It was like someone had thrown down the gauntlet. I am so sick of being told how our generation is such a pain in the ass.

You know what's really a pain in the ass? Practically owing my first born (and their first born) to Sallie Mae for my student loans.

So here, let me provide you with the top five things that all millennials wish you understood about their student loan debt. And then maybe you could take several seats.

Student Loan Debt Fact #1 - Newsflash: This Sucks For Us

The first thing I would like to dispel is that we all just went joyfully, hand in hand to Sallie Mae, and took on the student loans, and are just thrilled to pieces about it. You mean I got an education that I now can't use in today's job market, and I will be paying it back for the rest of my life?!

You all do realize that even when you declare bankruptcy, you cannot discharge your student loans. That's right. It is the ONLY LOAN that doesn't go away in bankruptcy.

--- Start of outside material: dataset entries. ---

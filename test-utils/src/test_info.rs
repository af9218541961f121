// SPDX-License-Identifier: Apache-2.0
// Copyright Open Network Fabric Authors

//! Builder for test info documents.

use serde_json::{Map, Value, json};
use std::path::Path;

#[derive(Debug, Clone)]
pub struct TestInfoBuilder {
    doc: Map<String, Value>,
}

impl TestInfoBuilder {
    /// A document for `testcase`, whose capture is `<testcase>.json` next to
    /// it.
    #[must_use]
    pub fn new(testcase: &str) -> Self {
        let mut doc = Map::new();
        doc.insert("testcase".to_string(), Value::from(testcase));
        doc.insert("pcap".to_string(), Value::from(format!("{testcase}.json")));
        TestInfoBuilder { doc }
    }

    /// File name of the capture.
    #[must_use]
    pub fn pcap_name(&self) -> String {
        self.doc
            .get("pcap")
            .and_then(Value::as_str)
            .unwrap_or_default()
            .to_string()
    }

    fn entry(&mut self, table: &str) -> &mut Map<String, Value> {
        let value = self
            .doc
            .entry(table.to_string())
            .or_insert_with(|| Value::Object(Map::new()));
        if !value.is_object() {
            *value = Value::Object(Map::new());
        }
        match value {
            Value::Object(map) => map,
            _ => unreachable!(),
        }
    }

    fn set(mut self, table: &str, id: u32, value: Value) -> Self {
        self.entry(table).insert(id.to_string(), value);
        self
    }

    /// A node of the topology with its extended address.
    #[must_use]
    pub fn node(self, id: u32, name: &str, extaddr: &str) -> Self {
        self.set("topology", id, json!({ "name": name }))
            .set("extaddrs", id, Value::from(extaddr))
    }

    /// A border router node, with its ethernet address.
    #[must_use]
    pub fn otbr(self, id: u32, name: &str, extaddr: &str, ethaddr: &str) -> Self {
        self.set("topology", id, json!({ "name": name, "is_otbr": true }))
            .set("extaddrs", id, Value::from(extaddr))
            .set("ethaddrs", id, Value::from(ethaddr))
    }

    #[must_use]
    pub fn ipaddrs(self, id: u32, addrs: &[&str]) -> Self {
        self.set("ipaddrs", id, json!(addrs))
    }

    #[must_use]
    pub fn rloc16(self, id: u32, rloc16: u16) -> Self {
        self.set("rloc16s", id, Value::from(format!("0x{rloc16:04x}")))
    }

    #[must_use]
    pub fn rloc(self, id: u32, addr: &str) -> Self {
        self.set("rlocs", id, Value::from(addr))
    }

    #[must_use]
    pub fn mleid(self, id: u32, addr: &str) -> Self {
        self.set("mleids", id, Value::from(addr))
    }

    #[must_use]
    pub fn leader_aloc(mut self, addr: &str) -> Self {
        self.doc.insert("leader_aloc".to_string(), Value::from(addr));
        self
    }

    #[must_use]
    pub fn domain_prefix(mut self, prefix: &str) -> Self {
        self.doc.insert("domain_prefix".to_string(), Value::from(prefix));
        self
    }

    #[must_use]
    pub fn backbone(mut self, interface: &str, prefix: &str) -> Self {
        self.doc.insert(
            "backbone".to_string(),
            json!({ "interface": interface, "prefix": prefix }),
        );
        self
    }

    #[must_use]
    pub fn extra_var(mut self, name: &str, value: impl Into<Value>) -> Self {
        self.entry("extra_vars").insert(name.to_string(), value.into());
        self
    }

    #[must_use]
    pub fn to_json(&self) -> String {
        Value::Object(self.doc.clone()).to_string()
    }

    /// Write the document.
    ///
    /// # Errors
    ///
    /// Fails if the file can not be written.
    pub fn write(&self, path: &Path) -> std::io::Result<()> {
        std::fs::write(path, self.to_json())
    }
}

#[cfg(test)]
mod test {
    use super::*;

    #[test]
    fn builds_documents() {
        let info = TestInfoBuilder::new("Cert_5_1_01_RouterAttach")
            .node(1, "LEADER", "166e0a0000000001")
            .node(2, "ROUTER", "166e0a0000000002")
            .rloc16(2, 0x400)
            .extra_var("SEQ", 3);
        let doc: Value = serde_json::from_str(&info.to_json()).unwrap();
        assert_eq!(doc["pcap"], json!("Cert_5_1_01_RouterAttach.json"));
        assert_eq!(doc["topology"]["2"]["name"], json!("ROUTER"));
        assert_eq!(doc["rloc16s"]["2"], json!("0x0400"));
        assert_eq!(doc["extra_vars"]["SEQ"], json!(3));
    }
}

There are only four main ways to discharge your student loan debt:

(1) Pay it off

(2) Pay on it for 25 years consistently then have it forgiven

(3) Work for peanuts for 10 years and have it forgiven

(4) Die

In case that didn't make you feel warm and fuzzy inside, let's continue with the truth bombs . . .

Student Loan Debt Fact #2 - No, We Can't Work A Job And Pay It Off While In School

Every time I bring up student loan debt, I hear about how someone, back in the 70's, was able to go to school and work to pay for their schooling. Well, isn't that just peachy.

Guess what? Do you know how much tuition has risen since you were in school? Try 1,120 percent . No, that's not a misprint. That's not 120 percent. That is one thousand, one hundred, and twenty percent. And before you tell me that the cost of everything else has gone up as well in that same time, I would like to note that the cost of food has only risen 244 percent.

Yes, when a private institution cost only a couple thousand dollars a year, you could absolutely work to pay it off. I worked both while in school, and two jobs on summer breaks, and that wouldn't have touched the $44,000 a year private tuition cost for my degree.

Which brings me to my third point . . .

Student Loan Debt Fact #3 - Shut It With The Lazy Shit

I swear, if one more person calls my generation lazy, I am going to kick them (not really, but still). Almost every millennial I know works their ass off. I myself have at times have worked FOUR jobs to make ends meet. But real wages haven't increased at anywhere near the same rate as the costs of everyday items. And while those costs affect you too, you are not burdened by an extra $200-$1000 in monthly payments to pay off your student loans.

So before you go throwing around the lazy card, why don't we look at YOUR debt that you are paying off? Is it from credit cards for frivolous items? Or a car loan? Or is it from trying to finance your education? Because I am pretty sure it's one of the first two. How about those without loan debt cast the first stone, eh?

Student Loan Debt Fact #4 - We Actually Do Want To Pay It Off

That's another comment I hear all the time, "Oh, you just wanted to get the education, and now you want the cost of it forgiven" or "That's why you kids like Bernie Sanders , because you just want everything for free."

And while, yes, getting things for free would be super awesome, we are not delusional. We don't want everything for free. Nor do we honestly think that our debt will somehow just magically disappear. However, we can never refinance our loans, which, mind you, are at 8 percent interest, unlike your mortgages.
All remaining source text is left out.